After lunch Bernhard attacked the large brush pile north of the silo while Jeff and I started stringing new wire from the top of the silo to Bill Pfantz’s trailer. Rusty had requested we raise the power line so his longhorns would not get caught in it. Also he may mow for us if we get the wire out of the way. We decided to repurpose the old tripod used during the dig, to support the wire at the fence. Unfortunately the old tripod only had two legs. I found the third leg broken and twisted in the brush pile. With an unbelievable stroke of luck we found another pipe on the Brown’s side of the fence that was the right length and diameter to repair the tripod. I called the Browns and left a message that I was appropriating their pipe. By dusk the wire was up, connected to a new breaker in the silo and extended to the trailer. Bernhard had made a small dent in the brush pile and generated a nice stack of firewood. Rather than stay another day and fight the mud we decided to head home. But first I wanted to test a plan to improve the operation of our cable sleeves on the safety cable. I hooked a cum-a-long to the cable and pulled it away from the ladder until it was no longer resting on the rungs of the ladder. A little shake of the cable told me when it was out far enough. With the cable out five inches from the top ladder rung it cleared the ladder rungs all the way to the bottom. I will fabricate a block to go between the culvert and the cable before the next trip.

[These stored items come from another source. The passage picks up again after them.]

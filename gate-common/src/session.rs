//! Tenant session claims.

use serde::{Deserialize, Serialize};

/// Claims carried by a signed tenant session token.
#[derive(Debug, Clone, PartialEq, Serialize, Deserialize)]
pub struct TenantSession {
    pub tenant_id: String,
    pub email: String,
    pub contractor_id: String,
    /// Expiry as unix seconds.
    pub exp: u64,
}
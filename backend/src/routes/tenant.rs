use std::sync::Arc;

use axum::{
    extract::State,
    http::header::SET_COOKIE,
    response::{IntoResponse, Response},
    routing::{get, post},
    Json, Router,
};
use gate_common::TenantSession;
use serde::{Deserialize, Serialize};
use serde_json::json;

use crate::auth::{RequestContext, Unauthorized};
use crate::error::ApiResult;
use crate::tenant::{cleared_cookie, session_cookie, SignedIn};
use crate::AppState;

#[derive(Debug, Deserialize)]
pub struct LoginRequest {
    #[serde(default)]
    pub email: String,
    #[serde(default)]
    pub password: String,
}

/// Body of both setup and reset: a one-time token plus the new password.
#[derive(Debug, Deserialize)]
pub struct PasswordRequest {
    #[serde(default)]
    pub token: String,
    #[serde(default)]
    pub password: String,
}

#[derive(Debug, Serialize)]
pub struct TenantSummary {
    pub id: String,
    pub email: String,
    pub contractor_id: String,
}

fn signed_in_response(state: &AppState, signed_in: SignedIn) -> Response {
    let tenant = &state.config.tenant;
    let cookie = session_cookie(
        &tenant.cookie_name,
        &signed_in.session_token,
        tenant.session_max_age_secs(),
        tenant.secure_cookies,
    );
    let summary = TenantSummary {
        id: signed_in.tenant.id,
        email: signed_in.tenant.email,
        contractor_id: signed_in.tenant.contractor_id,
    };

    ([(SET_COOKIE, cookie)], Json(json!({"success": true, "tenant": summary}))).into_response()
}

async fn login(State(state): State<Arc<AppState>>, Json(request): Json<LoginRequest>) -> ApiResult<Response> {
    let signed_in = state.tenants.login(&request.email, &request.password).await?;
    Ok(signed_in_response(&state, signed_in))
}

async fn setup(State(state): State<Arc<AppState>>, Json(request): Json<PasswordRequest>) -> ApiResult<Response> {
    let signed_in = state.tenants.setup_password(&request.token, &request.password).await?;
    Ok(signed_in_response(&state, signed_in))
}

async fn reset(State(state): State<Arc<AppState>>, Json(request): Json<PasswordRequest>) -> ApiResult<Response> {
    let signed_in = state.tenants.reset_password(&request.token, &request.password).await?;
    Ok(signed_in_response(&state, signed_in))
}

async fn logout(State(state): State<Arc<AppState>>) -> Response {
    let tenant = &state.config.tenant;
    let cookie = cleared_cookie(&tenant.cookie_name, tenant.secure_cookies);
    ([(SET_COOKIE, cookie)], Json(json!({"success": true}))).into_response()
}

async fn session(State(state): State<Arc<AppState>>, context: RequestContext) -> ApiResult<Json<TenantSession>> {
    let token = context.tenant_session().ok_or_else(Unauthorized::no_user)?;
    let session = state
        .tenants
        .verify_session(token)
        .await
        .ok_or_else(Unauthorized::no_user)?;
    Ok(Json(session))
}

pub fn router(state: Arc<AppState>) -> Router {
    Router::new()
        .route("/tenant/login", post(login))
        .route("/tenant/setup", post(setup))
        .route("/tenant/reset", post(reset))
        .route("/tenant/logout", post(logout))
        .route("/tenant/session", get(session))
        .with_state(state)
}
//! tenant-gate Common Types
//!
//! Shared types used by the gate service and its clients.

pub mod principal;
pub mod session;
pub mod user;

pub use principal::Principal;
pub use session::TenantSession;
pub use user::{PermissionRow, ADMIN_PERMISSION};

On the way out we stopped at Fry’s home and left some flyers with Jenny to post around the neighborhood. Then on to a large Mexican dinner before the long drive home.

I recently took advantage of a safety recall and exchanged our old cable sleeves for 12 new sleeves. The new sleeves sell for $380 each. The new sleeves are an improved design and hopefully will work well with the cable clear of the ladder rungs.

There’s still plenty to do to get our new campsite ready. It would be great if you could lead a workday. Also, if you are doing a trip into Carroll please consider spending an extra day working on a surface project.